Following postseason berth, Cubs prepare to continue their vigilance, safety protocols
For the first time since 2017, the Cubs are guaranteed at least two postseason games this fall.
It’s been a long, tough road for the Cubs to get back to the MLB playoffs and they clinched a spot in the new-look Wild-Card round Tuesday night in Pittsburgh.
They will wrap up the regular season and then play in that best-of-three Wild-Card Series and if they win that, advance to the National League playoff bubble in Texas.
The Cubs are happy where they’re at, but they still have their sights set on the NL Central title and they hope this fall ultimately ends with David Ross and Co. hoisting another World Series trophy.
Still, Tuesday night was a great opportunity for Ross to reflect on how the Cubs got to this point and the sacrifices they’ve made along the way.
“The attitude that they’ve brought every day in a really tough environment,” Ross said. “It would be easy to get discouraged and frustrated. There has been frustration, but they’ve never brought it in their attitude or their work. Overcoming that adversity with starting and stopping for such a long time and the work they put in in the downtime that nobody saw when you couldn’t interact with other people and you really had to have a lot of makeshift areas to work out and stay ready and their commitment when they’re not having anyone hold their hand or tell them what to do.
“They were professional in their work and how they prepared. They came in to summer camp ready and it showed the way we started, the preparation of our pitchers, staying ready. I was able to let Kyle Hendricks throw a complete game [on Opening Day] after all that time off. All that.
“And being away from their families and getting tested. When it would be really easy to get outside and kinda try to bend the rules, these guys stayed accountable to one another. There’s so much to be proud of and thankful for, from my seat.”
So what comes next for this group?
For starters, their quarantine environment on the road in Pittsburgh will remain until the Cubs either win the World Series or get bounced from the playoffs.
Even when they return back to Chicago for a series with the White Sox this weekend, the Cubs will be staying in a hotel — not their Windy City homes. That’s all part of the MLB playoff guidelines as they prepare for the bubble.
Some players have their families quarantining with them while others have not seen their wives or children or parents since June.

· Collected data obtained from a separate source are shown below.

//! Small tree-query helpers over parsed registry markup

use scraper::{ElementRef, Selector};

/// Parse a selector that is known at compile time
pub fn selector(css: &str) -> Selector {
    Selector::parse(css).unwrap_or_else(|e| panic!("invalid built-in selector {css:?}: {e:?}"))
}

/// Extract clean text from element, excluding script/style/etc tags
///
/// Internal whitespace runs collapse to one space.
pub fn clean_text(elem: &ElementRef) -> String {
    elem.descendants()
        .filter(|node| {
            !node.ancestors().take_while(|a| a.id() != elem.id()).any(|a| {
                ElementRef::wrap(a)
                    .map(|e| matches!(e.value().name(), "script" | "style" | "noscript"))
                    .unwrap_or(false)
            })
        })
        .filter_map(|node| node.value().as_text().map(|t| t.text.as_ref()))
        .flat_map(str::split_whitespace)
        .collect::<Vec<_>>()
        .join(" ")
}

/// Text of the first match of `sel` under `elem`
pub fn first_text(elem: &ElementRef, sel: &Selector) -> Option<String> {
    elem.select(sel)
        .next()
        .map(|e| clean_text(&e))
        .filter(|t| !t.is_empty())
}

/// Attribute of the first match of `sel` under `elem`
pub fn first_attr(elem: &ElementRef, sel: &Selector, name: &str) -> Option<String> {
    elem.select(sel)
        .next()
        .and_then(|e| e.value().attr(name))
        .map(|v| v.trim().to_string())
        .filter(|v| !v.is_empty())
}

#[cfg(test)]
mod tests {
    use super::*;
    use scraper::Html;

    #[test]
    fn test_clean_text_skips_scripts() {
        let doc = Html::parse_fragment(
            r#"<div id="x">
                <style>.hidden { display: none; }</style>
                <script>alert('test');</script>
                Good   Title
                <span>Text</span>
                <noscript>No JS</noscript>
            </div>"#,
        );
        let elem = doc.select(&selector("#x")).next().unwrap();
        assert_eq!(clean_text(&elem), "Good Title Text");
    }

    #[test]
    fn test_first_attr_and_text() {
        let doc = Html::parse_fragment(r#"<div id="r"><a href=" /a ">One</a><a href="/b">Two</a><img src=""></div>"#);
        let row = doc.select(&selector("#r")).next().unwrap();
        assert_eq!(first_attr(&row, &selector("a"), "href").as_deref(), Some("/a"));
        assert_eq!(first_text(&row, &selector("a")).as_deref(), Some("One"));
        assert_eq!(first_attr(&row, &selector("img"), "src"), None);
        assert_eq!(first_text(&row, &selector("p")), None);
    }
}
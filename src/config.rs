//! Runtime configuration
//!
//! Values come from the process environment (after `.env` is loaded by
//! `main`). Every setting has a default; malformed values fall back to it.

use std::path::PathBuf;
use std::str::FromStr;
use tracing::warn;

use crate::view_state::MissingPricePolicy;

/// Registry origin used when nothing is configured
pub const DEFAULT_BASE_URL: &str = "https://irc.fda.gov.ir";

/// Search endpoint path on the registry origin
pub const DEFAULT_SEARCH_PATH: &str = "/nfi/Search";

/// Results requested per page
pub const DEFAULT_PAGE_SIZE: u32 = 12;

/// Asset cache eviction age
pub const DEFAULT_CACHE_MAX_AGE_DAYS: u64 = 30;

const ENV_BASE_URL: &str = "DRUG_SEARCH_BASE_URL";
const ENV_SEARCH_PATH: &str = "DRUG_SEARCH_ENDPOINT";
const ENV_PAGE_SIZE: &str = "DRUG_SEARCH_PAGE_SIZE";
const ENV_DATA_DIR: &str = "DRUG_SEARCH_DATA_DIR";
const ENV_GALLERY_DROP: &str = "DRUG_SEARCH_GALLERY_DROP_TRAILING";
const ENV_CACHE_MAX_AGE: &str = "DRUG_SEARCH_CACHE_MAX_AGE_DAYS";
const ENV_MISSING_PRICE: &str = "DRUG_SEARCH_MISSING_PRICE";

#[derive(Debug, Clone)]
pub struct Config {
    /// Registry origin without a trailing slash
    pub base_url: String,
    pub search_path: String,
    pub page_size: u32,
    /// Holds preferences, the log file and the asset cache
    pub data_dir: PathBuf,
    /// Drop the trailing "view all" gallery link
    pub gallery_drop_trailing: bool,
    pub cache_max_age_days: u64,
    /// Placement of unpriced records under a price sort
    pub missing_price: MissingPricePolicy,
}

impl Default for Config {
    fn default() -> Self {
        Self {
            base_url: DEFAULT_BASE_URL.to_string(),
            search_path: DEFAULT_SEARCH_PATH.to_string(),
            page_size: DEFAULT_PAGE_SIZE,
            data_dir: default_data_dir(),
            gallery_drop_trailing: true,
            cache_max_age_days: DEFAULT_CACHE_MAX_AGE_DAYS,
            missing_price: MissingPricePolicy::default(),
        }
    }
}

impl Config {
    /// Read configuration from the process environment
    pub fn from_env() -> Self {
        Self::from_lookup(|key| std::env::var(key).ok())
    }

    /// Build configuration from an arbitrary key lookup
    pub fn from_lookup<F>(lookup: F) -> Self
    where
        F: Fn(&str) -> Option<String>,
    {
        let defaults = Self::default();
        let value = |key: &str| {
            lookup(key)
                .map(|v| v.trim().to_string())
                .filter(|v| !v.is_empty())
        };

        let base_url = value(ENV_BASE_URL)
            .map(|v| v.trim_end_matches('/').to_string())
            .unwrap_or(defaults.base_url);

        let search_path = value(ENV_SEARCH_PATH)
            .map(|v| {
                if v.starts_with('/') {
                    v
                } else {
                    format!("/{}", v)
                }
            })
            .unwrap_or(defaults.search_path);

        let page_size = parse_or(value(ENV_PAGE_SIZE), ENV_PAGE_SIZE, defaults.page_size);
        let page_size = if page_size == 0 {
            warn!(key = ENV_PAGE_SIZE, "page size must be positive, using default");
            DEFAULT_PAGE_SIZE
        } else {
            page_size
        };

        let data_dir = value(ENV_DATA_DIR)
            .map(PathBuf::from)
            .unwrap_or(defaults.data_dir);

        let gallery_drop_trailing = match value(ENV_GALLERY_DROP).as_deref() {
            None => defaults.gallery_drop_trailing,
            Some(v) => parse_flag(v).unwrap_or_else(|| {
                warn!(key = ENV_GALLERY_DROP, value = v, "unrecognized flag, using default");
                defaults.gallery_drop_trailing
            }),
        };

        let cache_max_age_days = parse_or(
            value(ENV_CACHE_MAX_AGE),
            ENV_CACHE_MAX_AGE,
            defaults.cache_max_age_days,
        );

        let missing_price = match value(ENV_MISSING_PRICE).map(|v| v.to_ascii_lowercase()).as_deref() {
            None => defaults.missing_price,
            Some("zero") => MissingPricePolicy::AsZero,
            Some("last") => MissingPricePolicy::Last,
            Some(v) => {
                warn!(key = ENV_MISSING_PRICE, value = v, "expected zero or last, using default");
                defaults.missing_price
            }
        };

        Self {
            base_url,
            search_path,
            page_size,
            data_dir,
            gallery_drop_trailing,
            cache_max_age_days,
            missing_price,
        }
    }

    pub fn preferences_path(&self) -> PathBuf {
        self.data_dir.join("preferences.json")
    }

    pub fn log_path(&self) -> PathBuf {
        self.data_dir.join("drug-search.log")
    }

    pub fn assets_dir(&self) -> PathBuf {
        self.data_dir.join("assets")
    }
}

fn default_data_dir() -> PathBuf {
    dirs::data_dir()
        .unwrap_or_else(|| PathBuf::from("."))
        .join("drug-search")
}

fn parse_or<T: FromStr + Copy>(raw: Option<String>, key: &str, default: T) -> T {
    match raw {
        None => default,
        Some(v) => v.parse().unwrap_or_else(|_| {
            warn!(key, value = %v, "malformed value, using default");
            default
        }),
    }
}

fn parse_flag(value: &str) -> Option<bool> {
    match value.to_ascii_lowercase().as_str() {
        "1" | "true" | "yes" | "on" => Some(true),
        "0" | "false" | "no" | "off" => Some(false),
        _ => None,
    }
}
//! Persian-aware string ordering
//!
//! Unicode code point order misplaces the Persian-only letters (پ چ ژ گ),
//! and the registry mixes Arabic and Persian forms of ی and ک. Strings are
//! compared by a key that follows the Persian alphabet, folds those variants,
//! ignores diacritics and joiners, and compares Latin text case-insensitively.

use std::cmp::Ordering;

/// Persian alphabet in dictionary order
const PERSIAN_ALPHABET: &[char] = &[
    'آ', 'ا', 'ب', 'پ', 'ت', 'ث', 'ج', 'چ', 'ح', 'خ', 'د', 'ذ', 'ر', 'ز', 'ژ', 'س', 'ش', 'ص', 'ض',
    'ط', 'ظ', 'ع', 'غ', 'ف', 'ق', 'ک', 'گ', 'ل', 'م', 'ن', 'و', 'ه', 'ی',
];

/// Script classes; earlier classes sort first
#[derive(Debug, Clone, Copy, PartialEq, Eq, PartialOrd, Ord)]
enum Class {
    Space,
    Digit,
    Latin,
    Persian,
    Other,
}

fn fold(c: char) -> Option<char> {
    match c {
        // zero-width joiners, tatweel
        '\u{200c}' | '\u{200d}' | '\u{0640}' => None,
        // harakat and other combining marks
        '\u{064b}'..='\u{065f}' | '\u{0670}' => None,
        'ي' | 'ى' | 'ئ' => Some('ی'),
        'ك' => Some('ک'),
        'أ' | 'إ' | 'ٱ' => Some('ا'),
        'ة' | 'ۀ' => Some('ه'),
        'ؤ' => Some('و'),
        '۰'..='۹' => char::from_u32(c as u32 - '۰' as u32 + '0' as u32),
        '٠'..='٩' => char::from_u32(c as u32 - '٠' as u32 + '0' as u32),
        _ => Some(c),
    }
}

fn key_of(c: char) -> (Class, u32) {
    if c.is_whitespace() {
        (Class::Space, 0)
    } else if c.is_ascii_digit() {
        (Class::Digit, c as u32)
    } else if c.is_alphabetic() && c.is_ascii() {
        (Class::Latin, c.to_ascii_lowercase() as u32)
    } else if let Some(rank) = PERSIAN_ALPHABET.iter().position(|&p| p == c) {
        (Class::Persian, rank as u32)
    } else if c.is_alphabetic() {
        // other Latin-script letters (accented) sort with Latin by lower-case code point
        let lower = c.to_lowercase().next().unwrap_or(c);
        (Class::Latin, lower as u32)
    } else {
        (Class::Other, c as u32)
    }
}

/// Collation key for `s`
pub fn sort_key(s: &str) -> Vec<(u8, u32)> {
    s.trim()
        .chars()
        .filter_map(fold)
        .map(key_of)
        .map(|(class, weight)| (class as u8, weight))
        .collect()
}

/// Compare two strings by collation key, then by raw text for a total order
pub fn compare(a: &str, b: &str) -> Ordering {
    sort_key(a).cmp(&sort_key(b)).then_with(|| a.cmp(b))
}

#[cfg(test)]
mod tests {
    use super::*;

    #[test]
    fn test_persian_letters_follow_alphabet() {
        // Code point order would put پ (U+067E) after ت (U+062A)
        assert_eq!(compare("پروفن", "تترا"), Ordering::Less);
        // گ (U+06AF) comes after ل (U+0644) in code point order
        assert_eq!(compare("گلوکز", "لوزارتان"), Ordering::Less);
        assert_eq!(compare("چای", "حب"), Ordering::Less);
    }

    #[test]
    fn test_arabic_variants_fold() {
        assert_eq!(sort_key("كيك"), sort_key("کیک"));
        assert_eq!(sort_key("بسته‌بندی"), sort_key("بستهبندی"));
    }

    #[test]
    fn test_latin_is_case_insensitive() {
        assert_eq!(compare("aspirin", "Brufen"), Ordering::Less);
        assert_eq!(compare("Zinc", "acetaminophen"), Ordering::Greater);
        assert_ne!(compare("abc", "ABC"), Ordering::Equal);
    }

    #[test]
    fn test_digits_sort_before_letters() {
        assert_eq!(compare("5-FU", "Abacavir"), Ordering::Less);
        assert_eq!(compare("۲۰", "10"), Ordering::Greater);
    }
}
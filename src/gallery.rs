//! Image gallery extraction from a record's detail page
//!
//! Detail pages mark gallery links with `data-lightbox="image-1"`. Each link
//! points at the full-size image and usually wraps an `<img>` thumbnail. The
//! registry appends one extra link at the end that opens the whole set
//! ("view all"); it either repeats an earlier image or is a thumbnail-less
//! link that does not point at an image file.

use scraper::{ElementRef, Html, Selector};
use std::collections::HashSet;
use std::sync::LazyLock;
use tracing::debug;
use url::Url;

use crate::markup::{first_attr, selector};
use crate::query;

static LIGHTBOX_LINK: LazyLock<Selector> = LazyLock::new(|| selector(r#"a[data-lightbox="image-1"]"#));
static THUMBNAIL: LazyLock<Selector> = LazyLock::new(|| selector("img"));

const IMAGE_EXTENSIONS: &[&str] = &["jpg", "jpeg", "png", "gif", "webp", "bmp", "svg"];

/// One gallery entry
#[derive(Debug, Clone, PartialEq, Eq)]
pub struct GalleryImage {
    pub full_url: String,
    /// Falls back to `full_url` when the link has no thumbnail
    pub thumb_url: String,
}

/// Gallery extraction tuning
#[derive(Debug, Clone, Copy, PartialEq, Eq)]
pub struct GalleryOptions {
    /// Drop the trailing "view all" link when it is detected
    pub drop_trailing_view_all: bool,
    /// Minimum number of candidate links before the drop is considered
    pub drop_min_candidates: usize,
}

impl Default for GalleryOptions {
    fn default() -> Self {
        Self {
            drop_trailing_view_all: true,
            drop_min_candidates: 2,
        }
    }
}

/// A lightbox link that survived placeholder filtering
struct Candidate {
    full_url: String,
    thumb_url: Option<String>,
}

#[derive(Debug, Clone)]
pub struct GalleryExtractor {
    base_url: String,
    options: GalleryOptions,
}

impl GalleryExtractor {
    pub fn new(base_url: impl Into<String>, options: GalleryOptions) -> Self {
        Self {
            base_url: base_url.into(),
            options,
        }
    }

    /// Parse a detail page and extract its gallery
    pub fn extract_page(&self, html: &str) -> Vec<GalleryImage> {
        let document = Html::parse_document(html);
        self.extract_document(&document)
    }

    /// Ordered, de-duplicated gallery images. An empty list is a valid outcome.
    pub fn extract_document(&self, document: &Html) -> Vec<GalleryImage> {
        let mut candidates: Vec<Candidate> = document
            .select(&LIGHTBOX_LINK)
            .filter_map(|link| self.candidate(&link))
            .collect();

        if self.is_trailing_view_all(&candidates) {
            if let Some(dropped) = candidates.pop() {
                debug!(url = %dropped.full_url, "dropped trailing view-all gallery link");
            }
        }

        let mut seen = HashSet::new();
        candidates
            .into_iter()
            .filter(|c| seen.insert(c.full_url.clone()))
            .map(|c| GalleryImage {
                thumb_url: c.thumb_url.unwrap_or_else(|| c.full_url.clone()),
                full_url: c.full_url,
            })
            .collect()
    }

    /// Resolve a lightbox link; placeholders (empty, `#`, site root) are skipped
    fn candidate(&self, link: &ElementRef) -> Option<Candidate> {
        let href = link.value().attr("href").map(str::trim).unwrap_or_default();
        if href.is_empty() || href == "#" {
            debug!("skipping placeholder gallery link");
            return None;
        }

        let full_url = query::resolve_href(&self.base_url, href);
        if query::is_site_root(&self.base_url, &full_url) {
            debug!(href, "skipping gallery link to site root");
            return None;
        }

        let thumb_url = first_attr(link, &THUMBNAIL, "src").map(|src| query::resolve_href(&self.base_url, &src));

        Some(Candidate { full_url, thumb_url })
    }

    /// The last link is a "view all" entry when it repeats an earlier image,
    /// or when it has no thumbnail and does not point at an image file.
    /// A distinct image without a thumbnail is kept.
    fn is_trailing_view_all(&self, candidates: &[Candidate]) -> bool {
        if !self.options.drop_trailing_view_all || candidates.len() < self.options.drop_min_candidates.max(2) {
            return false;
        }

        let Some((last, earlier)) = candidates.split_last() else {
            return false;
        };

        let repeats_earlier = earlier.iter().any(|c| c.full_url == last.full_url);
        let opens_set = last.thumb_url.is_none() && !is_image_file(&last.full_url);

        repeats_earlier || opens_set
    }
}

fn is_image_file(url: &str) -> bool {
    Url::parse(url)
        .ok()
        .and_then(|u| {
            let last = u.path_segments()?.next_back()?.to_string();
            let (_, ext) = last.rsplit_once('.')?;
            Some(IMAGE_EXTENSIONS.contains(&ext.to_ascii_lowercase().as_str()))
        })
        .unwrap_or(false)
}

#[cfg(test)]
mod tests {
    use super::*;

    const BASE: &str = "https://irc.fda.gov.ir";

    fn extractor() -> GalleryExtractor {
        GalleryExtractor::new(BASE, GalleryOptions::default())
    }

    fn link(href: &str, thumb: Option<&str>) -> String {
        let img = thumb.map(|t| format!(r#"<img src="{t}">"#)).unwrap_or_default();
        format!(r#"<a data-lightbox="image-1" href="{href}">{img}</a>"#)
    }

    fn detail_page(links: &[String]) -> String {
        format!("<html><body><div class=\"gallery\">{}</div></body></html>", links.concat())
    }

    #[test]
    fn test_trailing_view_all_duplicate_is_dropped() {
        let html = detail_page(&[
            link("/Images/1.jpg", Some("/Thumbs/1.jpg")),
            link("/Images/2.jpg", Some("/Thumbs/2.jpg")),
            link("/Images/3.jpg", Some("/Thumbs/3.jpg")),
            link("/Images/1.jpg", None),
        ]);
        let images = extractor().extract_page(&html);
        assert_eq!(images.len(), 3);
        assert_eq!(images[0].full_url, "https://irc.fda.gov.ir/Images/1.jpg");
        assert_eq!(images[0].thumb_url, "https://irc.fda.gov.ir/Thumbs/1.jpg");
        assert_eq!(images[2].full_url, "https://irc.fda.gov.ir/Images/3.jpg");
    }

    #[test]
    fn test_trailing_link_without_thumbnail_is_dropped() {
        let html = detail_page(&[
            link("/Images/1.jpg", Some("/Thumbs/1.jpg")),
            link("/Images/2.jpg", Some("/Thumbs/2.jpg")),
            link("/Images/3.jpg", Some("/Thumbs/3.jpg")),
            link("/Images/All", None),
        ]);
        let images = extractor().extract_page(&html);
        assert_eq!(images.len(), 3);
        assert!(images.iter().all(|i| !i.full_url.ends_with("/All")));
    }

    #[test]
    fn test_distinct_image_without_thumbnail_is_kept() {
        let html = detail_page(&[
            link("/Images/1.jpg", Some("/Thumbs/1.jpg")),
            link("/Images/2.jpg", None),
        ]);
        let images = extractor().extract_page(&html);
        assert_eq!(images.len(), 2);
        assert_eq!(images[1].full_url, "https://irc.fda.gov.ir/Images/2.jpg");
        assert_eq!(images[1].thumb_url, images[1].full_url);
    }

    #[test]
    fn test_single_link_is_kept() {
        let html = detail_page(&[link("/Images/only.jpg", None)]);
        let images = extractor().extract_page(&html);
        assert_eq!(images.len(), 1);
        assert_eq!(images[0].thumb_url, images[0].full_url);
    }

    #[test]
    fn test_distinct_images_are_not_dropped() {
        let html = detail_page(&[
            link("/Images/1.jpg", Some("/Thumbs/1.jpg")),
            link("https://cdn.example.com/2.jpg", Some("https://cdn.example.com/t2.jpg")),
        ]);
        let images = extractor().extract_page(&html);
        assert_eq!(images.len(), 2);
        assert_eq!(images[1].full_url, "https://cdn.example.com/2.jpg");
    }

    #[test]
    fn test_heuristic_can_be_disabled() {
        let options = GalleryOptions {
            drop_trailing_view_all: false,
            ..GalleryOptions::default()
        };
        let html = detail_page(&[
            link("/Images/1.jpg", Some("/Thumbs/1.jpg")),
            link("/Images/2.jpg", Some("/Thumbs/2.jpg")),
            link("/Images/All", None),
        ]);
        let images = GalleryExtractor::new(BASE, options).extract_page(&html);
        assert_eq!(images.len(), 3);
        assert_eq!(images[2].thumb_url, "https://irc.fda.gov.ir/Images/All");
    }

    #[test]
    fn test_dedup_preserves_first_seen_order() {
        let options = GalleryOptions {
            drop_trailing_view_all: false,
            ..GalleryOptions::default()
        };
        let html = detail_page(&[
            link("/Images/b.jpg", None),
            link("/Images/a.jpg", None),
            link("/Images/b.jpg", None),
            link("/Images/A.jpg", None),
        ]);
        let images = GalleryExtractor::new(BASE, options).extract_page(&html);
        let urls: Vec<&str> = images.iter().map(|i| i.full_url.as_str()).collect();
        assert_eq!(
            urls,
            vec![
                "https://irc.fda.gov.ir/Images/b.jpg",
                "https://irc.fda.gov.ir/Images/a.jpg",
                "https://irc.fda.gov.ir/Images/A.jpg",
            ]
        );
    }

    #[test]
    fn test_placeholder_links_are_skipped() {
        let html = detail_page(&[
            link("#", None),
            link("", None),
            link("/", None),
            link("https://irc.fda.gov.ir", None),
            link("/Images/1.jpg", None),
        ]);
        let images = extractor().extract_page(&html);
        assert_eq!(images.len(), 1);
        assert_eq!(images[0].full_url, "https://irc.fda.gov.ir/Images/1.jpg");
    }

    #[test]
    fn test_page_without_gallery() {
        let html = r#"<html><body><a href="/Images/1.jpg"><img src="/x.jpg"></a></body></html>"#;
        assert!(extractor().extract_page(html).is_empty());
    }
}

This isn’t just the 28-man roster, either. The Cubs submitted a 40-man player pool to the league and every guy in that group — plus the coaching staff — has to remain quarantined as MLB works to avoid any COVID outbreaks in the playoffs.
The Cubs’ alternate site in South Bend will be shutting down soon and the guys not on the active 28-man roster will be able to work out at Wrigley Field.
The hotel restrictions are more strict than they were during the season, too. Ian Happ — the Cubs Players Association representative — compared it to being an animal in a zoo, needing permission to leave the hotel even to go for a walk.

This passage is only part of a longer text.